Concerning the management of empyema, in most cases, it is managed by drainage [8]. For the case presented here, due to the low abundance of pus in the empyema, we did not practice the pleural drainage. We adopted the strategy of the use of antibiotic therapy alone without drainage, nor early decortications. The persistence of fever for more than 10 days remains for us a classical data in a context of empyema of the child.

Parapneumonic effusion and empyema are disease processes that evolve over time and involve different management strategies [8]. To prevent pneumococcal diseases, WHO recommended the inclusion of PCVs in childhood immunization programmes worldwide [9]. Surveillance after the introduction of a PCV to the standard childhood immunization schedule demonstrated that the vaccines were effective in preventing IPD and providing herd immunity [10]. In the United States after the introduction of PCV to the standard childhood immunization schedule, the overall rate of pneumococcal pneumonia has declined but the absolute number of cases of complicated pneumococcal pneumonia and the proportion of invasive pneumococcal disease caused by pneumonia had increased [11].

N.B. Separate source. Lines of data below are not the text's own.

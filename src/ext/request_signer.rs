//! Request signing contracts that let callers attach impersonated credentials to arbitrary
//! HTTP clients.

// crates.io
use oauth2::http::{HeaderMap, Request as HttpRequest};
// self
use crate::_prelude::*;

/// Describes how to attach authorization headers to an outbound request without constraining
/// the HTTP client type.
pub trait RequestSignerExt<Request>
where
	Self: Send + Sync,
{
	/// Consumes the request and returns it with every header in `headers` set, replacing any
	/// existing value under the same name.
	fn attach_headers(&self, request: Request, headers: &HeaderMap) -> Result<Request>;
}

/// Signer for `http::Request` values.
#[derive(Clone, Copy, Debug, Default)]
pub struct HttpRequestSigner;
impl<B> RequestSignerExt<HttpRequest<B>> for HttpRequestSigner {
	fn attach_headers(
		&self,
		mut request: HttpRequest<B>,
		headers: &HeaderMap,
	) -> Result<HttpRequest<B>> {
		for (name, value) in headers {
			request.headers_mut().insert(name.clone(), value.clone());
		}

		Ok(request)
	}
}

/// Signer for `reqwest::RequestBuilder` values.
#[cfg(feature = "reqwest")]
#[derive(Clone, Copy, Debug, Default)]
pub struct ReqwestRequestSigner;
#[cfg(feature = "reqwest")]
impl RequestSignerExt<reqwest::RequestBuilder> for ReqwestRequestSigner {
	fn attach_headers(
		&self,
		request: reqwest::RequestBuilder,
		headers: &HeaderMap,
	) -> Result<reqwest::RequestBuilder> {
		Ok(request.headers(headers.clone()))
	}
}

Pneumococcal antibody titers vary over time, even in healthy subjects. With the change of vaccine strategy, waning coverage can occur for serotypes that not include in the new vaccine. Vaccine failure has been reported in fully immunized children, due to serotype 3 in the parapneumonic pleural effusion context after 3 + 1 doses of PCV13 [12], but also serotype 19A in bacteremic pneumococcal pneumonia after 3 + 1 doses PCV13 [13]. There are currently no reports of PCV13 failure in preventing complicated pneumonia caused by serotype 19A among children vaccinated with the full 2 + 1 schedule. These reported cases highlighted that pneumococcal serotypes can differ in their abilities to colonize the nasopharynx, and in whether they are likely to cause invasive disease once they do colonization. The serotypes can differ also in what disease manifestations (e.g., conjunctivitis, otitis media, pneumonia, bacteremia, or meningitis) they are more likely to cause and with what complication, whether they are likely to be resistant to antimicrobial agents or to escape vaccination, where they are most predominant geographically [7].

It is typical when describing vaccine failures, to verify whether or not the PCV13 was administered correctly with the correct formulation, no storage issues with the doses, on the correct dates according to the child’s age. According to the information provided by the paediatrician who vaccinated the child, the three doses of PCV13 have been correctly administered in the antero-external face of the thigh. Moreover, the vaccine complied with the recommended cold chain.

A potential limitation of this case report is that we were not able to determine the pneumococcal serotype 19A IgG level for the patient during her illness and after disease.

This is the first documented case of parapneumonic pleural effusions caused by vaccine serotype 19A occurring in an immunocompetent child immunized with 3 doses of PCV13. Further surveillance is necessary to see how the effectiveness of PCV10 vaccine will reduce IPD caused by non-PCV10 vaccine serotypes.